Problem → Copy all lines in the material holding the string "composition".

☆ ☆ ☆

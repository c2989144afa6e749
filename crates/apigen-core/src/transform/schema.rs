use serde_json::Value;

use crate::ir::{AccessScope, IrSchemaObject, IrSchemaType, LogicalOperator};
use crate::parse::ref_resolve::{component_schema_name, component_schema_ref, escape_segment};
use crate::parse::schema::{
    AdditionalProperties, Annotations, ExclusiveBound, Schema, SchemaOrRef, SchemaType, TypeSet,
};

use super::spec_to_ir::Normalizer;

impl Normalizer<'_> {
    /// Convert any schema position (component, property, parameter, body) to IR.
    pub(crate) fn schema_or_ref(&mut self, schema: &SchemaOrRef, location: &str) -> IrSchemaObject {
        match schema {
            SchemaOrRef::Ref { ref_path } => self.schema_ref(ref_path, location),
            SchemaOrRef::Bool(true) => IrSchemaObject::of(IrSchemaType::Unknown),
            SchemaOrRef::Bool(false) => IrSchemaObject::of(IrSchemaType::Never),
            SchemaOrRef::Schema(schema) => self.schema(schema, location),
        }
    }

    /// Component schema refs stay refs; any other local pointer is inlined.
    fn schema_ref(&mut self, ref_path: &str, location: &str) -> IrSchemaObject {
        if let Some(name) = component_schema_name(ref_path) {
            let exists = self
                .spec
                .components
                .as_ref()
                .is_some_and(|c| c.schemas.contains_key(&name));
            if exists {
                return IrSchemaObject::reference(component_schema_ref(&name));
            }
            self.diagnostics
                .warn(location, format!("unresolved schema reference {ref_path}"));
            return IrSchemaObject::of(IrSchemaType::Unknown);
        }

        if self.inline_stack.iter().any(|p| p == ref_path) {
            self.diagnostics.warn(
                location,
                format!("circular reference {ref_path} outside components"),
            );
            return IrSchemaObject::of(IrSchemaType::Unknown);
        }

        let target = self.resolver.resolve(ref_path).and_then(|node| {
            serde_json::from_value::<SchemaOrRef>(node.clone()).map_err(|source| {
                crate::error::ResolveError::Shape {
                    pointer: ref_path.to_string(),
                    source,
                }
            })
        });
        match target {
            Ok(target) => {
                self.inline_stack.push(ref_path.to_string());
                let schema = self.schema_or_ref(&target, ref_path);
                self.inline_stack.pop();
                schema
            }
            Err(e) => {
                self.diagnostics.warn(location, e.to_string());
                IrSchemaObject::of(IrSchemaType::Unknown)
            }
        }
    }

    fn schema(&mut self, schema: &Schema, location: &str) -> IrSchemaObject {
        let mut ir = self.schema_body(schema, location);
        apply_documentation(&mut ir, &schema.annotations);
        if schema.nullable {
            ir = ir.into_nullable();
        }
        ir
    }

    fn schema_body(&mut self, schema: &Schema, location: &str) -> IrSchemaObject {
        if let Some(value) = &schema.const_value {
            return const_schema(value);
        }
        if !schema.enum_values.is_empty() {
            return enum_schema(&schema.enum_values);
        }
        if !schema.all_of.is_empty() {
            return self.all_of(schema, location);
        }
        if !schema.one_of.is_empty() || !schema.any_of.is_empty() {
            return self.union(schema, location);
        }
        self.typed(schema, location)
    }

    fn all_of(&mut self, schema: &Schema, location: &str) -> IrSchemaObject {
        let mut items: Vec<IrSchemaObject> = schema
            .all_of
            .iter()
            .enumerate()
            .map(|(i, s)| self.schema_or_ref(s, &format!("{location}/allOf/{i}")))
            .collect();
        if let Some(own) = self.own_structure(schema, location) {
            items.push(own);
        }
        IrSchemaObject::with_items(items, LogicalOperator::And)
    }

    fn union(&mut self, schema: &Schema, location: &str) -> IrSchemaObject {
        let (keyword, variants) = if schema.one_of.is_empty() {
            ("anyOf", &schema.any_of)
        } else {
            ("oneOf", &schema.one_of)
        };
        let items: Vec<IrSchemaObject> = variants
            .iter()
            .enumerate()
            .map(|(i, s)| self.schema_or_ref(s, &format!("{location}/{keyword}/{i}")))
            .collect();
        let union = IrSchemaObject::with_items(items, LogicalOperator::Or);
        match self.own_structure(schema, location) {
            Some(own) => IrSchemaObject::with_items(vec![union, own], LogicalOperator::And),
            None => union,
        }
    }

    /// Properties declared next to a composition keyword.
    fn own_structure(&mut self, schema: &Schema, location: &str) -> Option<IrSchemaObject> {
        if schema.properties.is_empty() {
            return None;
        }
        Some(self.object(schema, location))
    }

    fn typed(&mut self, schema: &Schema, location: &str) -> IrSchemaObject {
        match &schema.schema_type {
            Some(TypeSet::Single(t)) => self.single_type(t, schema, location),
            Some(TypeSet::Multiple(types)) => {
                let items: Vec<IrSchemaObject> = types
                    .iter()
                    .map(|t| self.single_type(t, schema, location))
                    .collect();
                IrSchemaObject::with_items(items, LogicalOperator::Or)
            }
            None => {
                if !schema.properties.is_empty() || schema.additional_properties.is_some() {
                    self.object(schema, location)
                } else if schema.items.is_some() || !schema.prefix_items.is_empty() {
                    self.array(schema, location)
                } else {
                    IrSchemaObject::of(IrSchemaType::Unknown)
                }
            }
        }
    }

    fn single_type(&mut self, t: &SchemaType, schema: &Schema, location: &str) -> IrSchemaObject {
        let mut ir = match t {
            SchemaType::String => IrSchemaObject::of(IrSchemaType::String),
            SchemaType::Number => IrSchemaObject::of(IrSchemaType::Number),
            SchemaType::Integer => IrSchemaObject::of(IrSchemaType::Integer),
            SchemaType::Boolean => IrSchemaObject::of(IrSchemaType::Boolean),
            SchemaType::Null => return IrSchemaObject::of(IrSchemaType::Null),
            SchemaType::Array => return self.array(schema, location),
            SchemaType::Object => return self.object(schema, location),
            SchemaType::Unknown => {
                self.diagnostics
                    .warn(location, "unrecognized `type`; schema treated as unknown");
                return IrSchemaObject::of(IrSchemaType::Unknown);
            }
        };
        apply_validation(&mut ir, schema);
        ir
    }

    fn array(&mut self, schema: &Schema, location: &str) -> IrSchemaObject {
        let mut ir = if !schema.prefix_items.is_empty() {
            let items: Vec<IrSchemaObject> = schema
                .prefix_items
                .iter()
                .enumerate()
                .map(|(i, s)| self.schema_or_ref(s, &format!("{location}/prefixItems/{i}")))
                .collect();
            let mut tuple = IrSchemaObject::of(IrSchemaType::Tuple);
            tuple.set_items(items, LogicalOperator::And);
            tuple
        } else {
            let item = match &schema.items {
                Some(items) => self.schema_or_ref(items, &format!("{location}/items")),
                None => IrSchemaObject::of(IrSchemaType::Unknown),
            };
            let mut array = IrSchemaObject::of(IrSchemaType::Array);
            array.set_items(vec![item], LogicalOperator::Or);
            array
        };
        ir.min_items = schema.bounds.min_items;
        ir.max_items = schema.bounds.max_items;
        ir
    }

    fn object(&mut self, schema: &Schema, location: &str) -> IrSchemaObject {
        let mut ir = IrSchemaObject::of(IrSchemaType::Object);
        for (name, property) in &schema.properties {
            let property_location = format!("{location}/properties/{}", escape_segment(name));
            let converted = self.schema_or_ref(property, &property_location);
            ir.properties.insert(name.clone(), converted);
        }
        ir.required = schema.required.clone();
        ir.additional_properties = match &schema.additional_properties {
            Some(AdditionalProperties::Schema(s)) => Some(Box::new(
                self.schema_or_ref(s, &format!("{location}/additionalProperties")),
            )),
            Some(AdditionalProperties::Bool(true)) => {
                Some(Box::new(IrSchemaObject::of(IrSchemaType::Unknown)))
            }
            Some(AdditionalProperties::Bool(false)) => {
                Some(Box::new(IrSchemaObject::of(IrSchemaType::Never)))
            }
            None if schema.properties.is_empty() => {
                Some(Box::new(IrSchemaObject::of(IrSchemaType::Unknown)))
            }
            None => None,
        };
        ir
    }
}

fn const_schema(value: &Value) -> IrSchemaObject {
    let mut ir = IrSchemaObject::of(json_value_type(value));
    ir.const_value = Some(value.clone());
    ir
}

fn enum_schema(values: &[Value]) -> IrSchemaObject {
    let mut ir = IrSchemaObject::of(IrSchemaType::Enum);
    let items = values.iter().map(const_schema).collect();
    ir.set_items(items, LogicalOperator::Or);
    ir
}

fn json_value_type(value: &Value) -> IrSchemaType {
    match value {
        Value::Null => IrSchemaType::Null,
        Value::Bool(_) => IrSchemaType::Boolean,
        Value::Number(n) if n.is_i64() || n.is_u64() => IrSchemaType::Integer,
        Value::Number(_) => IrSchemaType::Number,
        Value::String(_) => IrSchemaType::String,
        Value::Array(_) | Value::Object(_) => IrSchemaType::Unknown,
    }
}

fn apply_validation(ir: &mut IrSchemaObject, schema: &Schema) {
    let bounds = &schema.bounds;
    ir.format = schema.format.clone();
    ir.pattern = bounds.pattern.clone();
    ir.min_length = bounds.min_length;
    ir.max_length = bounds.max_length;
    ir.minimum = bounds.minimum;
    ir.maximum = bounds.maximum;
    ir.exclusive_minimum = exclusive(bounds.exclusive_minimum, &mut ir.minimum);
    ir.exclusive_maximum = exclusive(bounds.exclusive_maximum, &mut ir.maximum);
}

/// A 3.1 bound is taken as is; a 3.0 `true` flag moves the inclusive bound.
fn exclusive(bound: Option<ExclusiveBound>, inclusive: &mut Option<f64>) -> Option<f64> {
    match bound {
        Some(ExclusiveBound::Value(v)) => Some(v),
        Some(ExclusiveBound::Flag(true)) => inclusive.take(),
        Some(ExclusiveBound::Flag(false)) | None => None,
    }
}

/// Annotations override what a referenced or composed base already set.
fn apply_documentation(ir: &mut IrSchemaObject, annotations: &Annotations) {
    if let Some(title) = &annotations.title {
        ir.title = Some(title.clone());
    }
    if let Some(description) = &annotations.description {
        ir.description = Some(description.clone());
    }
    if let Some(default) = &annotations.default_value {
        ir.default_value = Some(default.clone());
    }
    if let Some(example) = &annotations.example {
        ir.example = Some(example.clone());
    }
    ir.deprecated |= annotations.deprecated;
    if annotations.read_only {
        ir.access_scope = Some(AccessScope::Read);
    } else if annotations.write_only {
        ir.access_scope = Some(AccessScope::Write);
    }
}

☆ ☆ ☆

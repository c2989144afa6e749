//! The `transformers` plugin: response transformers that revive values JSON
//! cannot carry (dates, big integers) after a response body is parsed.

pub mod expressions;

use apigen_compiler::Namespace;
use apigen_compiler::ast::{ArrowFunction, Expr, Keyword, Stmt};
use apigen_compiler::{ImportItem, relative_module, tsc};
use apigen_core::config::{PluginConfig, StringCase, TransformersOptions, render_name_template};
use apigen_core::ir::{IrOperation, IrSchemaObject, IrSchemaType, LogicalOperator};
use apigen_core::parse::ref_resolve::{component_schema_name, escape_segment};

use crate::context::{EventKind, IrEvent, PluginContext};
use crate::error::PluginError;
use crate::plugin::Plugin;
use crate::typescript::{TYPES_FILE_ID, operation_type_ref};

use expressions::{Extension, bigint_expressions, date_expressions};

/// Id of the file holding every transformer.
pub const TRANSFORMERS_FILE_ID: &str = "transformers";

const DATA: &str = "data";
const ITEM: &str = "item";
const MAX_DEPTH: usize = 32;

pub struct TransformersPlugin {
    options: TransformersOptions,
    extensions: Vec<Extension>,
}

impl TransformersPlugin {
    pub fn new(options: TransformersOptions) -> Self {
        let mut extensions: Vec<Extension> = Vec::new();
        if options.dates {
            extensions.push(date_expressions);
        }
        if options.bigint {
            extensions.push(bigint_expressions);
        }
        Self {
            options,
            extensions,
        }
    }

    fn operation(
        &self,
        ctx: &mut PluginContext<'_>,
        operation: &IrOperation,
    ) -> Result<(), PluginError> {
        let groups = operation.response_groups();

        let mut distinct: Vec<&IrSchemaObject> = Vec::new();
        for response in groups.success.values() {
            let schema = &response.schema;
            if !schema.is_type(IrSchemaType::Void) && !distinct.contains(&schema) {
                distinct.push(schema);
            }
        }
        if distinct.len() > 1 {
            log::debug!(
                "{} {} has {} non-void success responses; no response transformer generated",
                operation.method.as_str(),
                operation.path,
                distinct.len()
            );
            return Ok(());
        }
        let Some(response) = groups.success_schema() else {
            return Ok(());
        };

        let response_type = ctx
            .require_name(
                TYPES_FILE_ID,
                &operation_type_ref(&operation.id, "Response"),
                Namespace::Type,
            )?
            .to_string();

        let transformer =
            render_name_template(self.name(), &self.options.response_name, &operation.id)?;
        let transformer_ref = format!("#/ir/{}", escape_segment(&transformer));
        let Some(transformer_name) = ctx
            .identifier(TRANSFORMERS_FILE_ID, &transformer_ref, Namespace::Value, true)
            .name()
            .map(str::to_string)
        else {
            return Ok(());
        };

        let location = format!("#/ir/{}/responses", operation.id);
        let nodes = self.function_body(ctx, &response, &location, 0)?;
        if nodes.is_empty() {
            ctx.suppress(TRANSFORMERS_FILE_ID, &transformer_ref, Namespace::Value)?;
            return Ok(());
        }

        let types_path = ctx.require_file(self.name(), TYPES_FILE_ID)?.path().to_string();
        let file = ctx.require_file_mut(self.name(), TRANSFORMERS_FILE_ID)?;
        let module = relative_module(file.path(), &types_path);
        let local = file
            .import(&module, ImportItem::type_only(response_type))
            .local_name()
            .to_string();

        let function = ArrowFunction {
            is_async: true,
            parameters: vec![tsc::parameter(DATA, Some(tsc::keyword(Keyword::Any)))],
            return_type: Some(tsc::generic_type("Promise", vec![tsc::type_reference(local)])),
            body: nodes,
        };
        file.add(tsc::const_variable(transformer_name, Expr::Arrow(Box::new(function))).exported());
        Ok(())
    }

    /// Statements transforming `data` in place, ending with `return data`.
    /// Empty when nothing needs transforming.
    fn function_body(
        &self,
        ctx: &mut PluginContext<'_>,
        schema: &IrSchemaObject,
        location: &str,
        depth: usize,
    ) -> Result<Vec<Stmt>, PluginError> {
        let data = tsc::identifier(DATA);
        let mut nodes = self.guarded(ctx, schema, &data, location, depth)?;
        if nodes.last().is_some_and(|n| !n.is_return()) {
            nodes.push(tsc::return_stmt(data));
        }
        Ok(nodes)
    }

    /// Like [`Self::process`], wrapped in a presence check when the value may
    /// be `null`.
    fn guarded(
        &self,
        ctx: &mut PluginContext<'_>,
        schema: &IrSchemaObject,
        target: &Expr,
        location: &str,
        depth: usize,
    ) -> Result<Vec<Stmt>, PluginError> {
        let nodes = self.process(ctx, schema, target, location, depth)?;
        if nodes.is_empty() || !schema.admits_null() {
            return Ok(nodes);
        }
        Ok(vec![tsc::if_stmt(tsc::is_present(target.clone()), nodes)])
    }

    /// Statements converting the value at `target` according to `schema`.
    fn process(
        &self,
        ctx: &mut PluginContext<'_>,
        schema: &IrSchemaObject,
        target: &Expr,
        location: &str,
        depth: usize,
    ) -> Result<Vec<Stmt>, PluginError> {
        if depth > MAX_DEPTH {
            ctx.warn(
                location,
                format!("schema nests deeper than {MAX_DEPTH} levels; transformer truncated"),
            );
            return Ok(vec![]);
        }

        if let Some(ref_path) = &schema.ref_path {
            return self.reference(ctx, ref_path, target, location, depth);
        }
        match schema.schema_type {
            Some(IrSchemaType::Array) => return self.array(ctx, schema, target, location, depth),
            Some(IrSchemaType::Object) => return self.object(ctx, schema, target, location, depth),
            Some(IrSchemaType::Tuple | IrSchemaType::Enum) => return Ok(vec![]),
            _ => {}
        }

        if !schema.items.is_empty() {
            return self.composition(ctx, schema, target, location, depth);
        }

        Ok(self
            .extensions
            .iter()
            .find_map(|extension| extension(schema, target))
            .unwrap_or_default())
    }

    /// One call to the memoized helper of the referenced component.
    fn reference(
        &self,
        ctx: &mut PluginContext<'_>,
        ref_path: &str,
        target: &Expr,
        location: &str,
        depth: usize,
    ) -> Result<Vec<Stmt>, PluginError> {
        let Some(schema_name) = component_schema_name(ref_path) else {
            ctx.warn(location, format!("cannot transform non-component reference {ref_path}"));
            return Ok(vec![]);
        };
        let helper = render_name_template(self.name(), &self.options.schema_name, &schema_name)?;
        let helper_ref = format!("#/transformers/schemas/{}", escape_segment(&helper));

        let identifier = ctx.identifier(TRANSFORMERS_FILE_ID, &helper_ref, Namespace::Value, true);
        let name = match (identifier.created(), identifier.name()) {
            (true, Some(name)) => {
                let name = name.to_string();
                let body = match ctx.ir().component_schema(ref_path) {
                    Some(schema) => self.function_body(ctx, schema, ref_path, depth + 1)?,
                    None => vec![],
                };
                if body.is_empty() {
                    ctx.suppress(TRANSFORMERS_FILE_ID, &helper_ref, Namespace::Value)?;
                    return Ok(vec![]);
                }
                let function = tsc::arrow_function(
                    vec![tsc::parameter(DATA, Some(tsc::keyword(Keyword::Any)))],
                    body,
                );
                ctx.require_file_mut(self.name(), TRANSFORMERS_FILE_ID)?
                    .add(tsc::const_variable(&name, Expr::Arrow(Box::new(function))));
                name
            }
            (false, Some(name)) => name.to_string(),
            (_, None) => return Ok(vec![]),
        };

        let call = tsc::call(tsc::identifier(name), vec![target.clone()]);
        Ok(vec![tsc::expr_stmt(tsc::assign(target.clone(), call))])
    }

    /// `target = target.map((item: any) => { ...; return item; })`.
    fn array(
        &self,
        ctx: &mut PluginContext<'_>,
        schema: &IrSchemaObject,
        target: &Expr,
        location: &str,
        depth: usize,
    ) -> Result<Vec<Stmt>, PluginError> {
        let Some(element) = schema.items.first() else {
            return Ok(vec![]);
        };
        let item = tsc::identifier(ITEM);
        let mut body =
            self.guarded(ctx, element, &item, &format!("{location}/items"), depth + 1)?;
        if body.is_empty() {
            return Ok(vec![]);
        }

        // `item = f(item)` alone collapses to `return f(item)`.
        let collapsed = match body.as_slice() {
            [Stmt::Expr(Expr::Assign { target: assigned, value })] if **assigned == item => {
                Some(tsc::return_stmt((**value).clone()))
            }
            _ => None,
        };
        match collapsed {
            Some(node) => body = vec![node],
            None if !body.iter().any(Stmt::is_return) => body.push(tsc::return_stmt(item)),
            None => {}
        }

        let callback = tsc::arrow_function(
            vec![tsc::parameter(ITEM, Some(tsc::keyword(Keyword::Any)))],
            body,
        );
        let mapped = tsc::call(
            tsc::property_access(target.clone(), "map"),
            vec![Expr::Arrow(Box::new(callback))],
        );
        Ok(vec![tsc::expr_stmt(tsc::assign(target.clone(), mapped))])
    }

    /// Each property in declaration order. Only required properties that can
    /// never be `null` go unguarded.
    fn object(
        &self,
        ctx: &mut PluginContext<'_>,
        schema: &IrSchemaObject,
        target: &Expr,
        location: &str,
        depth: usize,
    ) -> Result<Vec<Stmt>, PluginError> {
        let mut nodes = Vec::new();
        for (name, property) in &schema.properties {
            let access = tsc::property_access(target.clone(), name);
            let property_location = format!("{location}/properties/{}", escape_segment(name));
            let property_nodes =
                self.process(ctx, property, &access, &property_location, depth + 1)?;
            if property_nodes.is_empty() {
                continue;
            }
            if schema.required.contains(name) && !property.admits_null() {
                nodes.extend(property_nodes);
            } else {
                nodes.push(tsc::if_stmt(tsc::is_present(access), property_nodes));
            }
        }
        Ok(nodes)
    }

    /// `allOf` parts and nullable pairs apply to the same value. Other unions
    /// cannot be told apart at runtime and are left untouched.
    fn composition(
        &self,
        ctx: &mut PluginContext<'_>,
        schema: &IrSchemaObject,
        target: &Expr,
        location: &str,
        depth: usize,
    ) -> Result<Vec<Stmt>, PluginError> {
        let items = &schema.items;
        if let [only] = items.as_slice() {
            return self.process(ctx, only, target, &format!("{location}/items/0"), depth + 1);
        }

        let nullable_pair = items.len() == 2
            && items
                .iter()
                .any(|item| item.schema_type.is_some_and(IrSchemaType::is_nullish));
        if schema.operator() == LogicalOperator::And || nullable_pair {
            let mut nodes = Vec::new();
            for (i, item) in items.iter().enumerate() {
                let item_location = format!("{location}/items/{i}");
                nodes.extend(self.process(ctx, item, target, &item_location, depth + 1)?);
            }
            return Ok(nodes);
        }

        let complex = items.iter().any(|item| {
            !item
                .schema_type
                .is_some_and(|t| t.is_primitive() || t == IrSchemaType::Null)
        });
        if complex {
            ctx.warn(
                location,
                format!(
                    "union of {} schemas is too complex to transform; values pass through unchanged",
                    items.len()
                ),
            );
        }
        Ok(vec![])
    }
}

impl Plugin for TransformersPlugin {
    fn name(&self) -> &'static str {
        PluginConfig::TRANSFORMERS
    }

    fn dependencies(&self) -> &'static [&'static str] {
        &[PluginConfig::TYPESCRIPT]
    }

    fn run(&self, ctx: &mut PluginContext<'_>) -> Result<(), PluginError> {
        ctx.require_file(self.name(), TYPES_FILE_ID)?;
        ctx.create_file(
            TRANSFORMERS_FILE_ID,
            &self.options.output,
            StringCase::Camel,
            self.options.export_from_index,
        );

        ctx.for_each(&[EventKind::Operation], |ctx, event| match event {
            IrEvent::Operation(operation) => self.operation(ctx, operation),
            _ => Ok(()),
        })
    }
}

☆ ☆ ☆

Response →
    /// Properties declared next to a composition keyword.
            return self.composition(ctx, schema, target, location, depth);
    fn composition(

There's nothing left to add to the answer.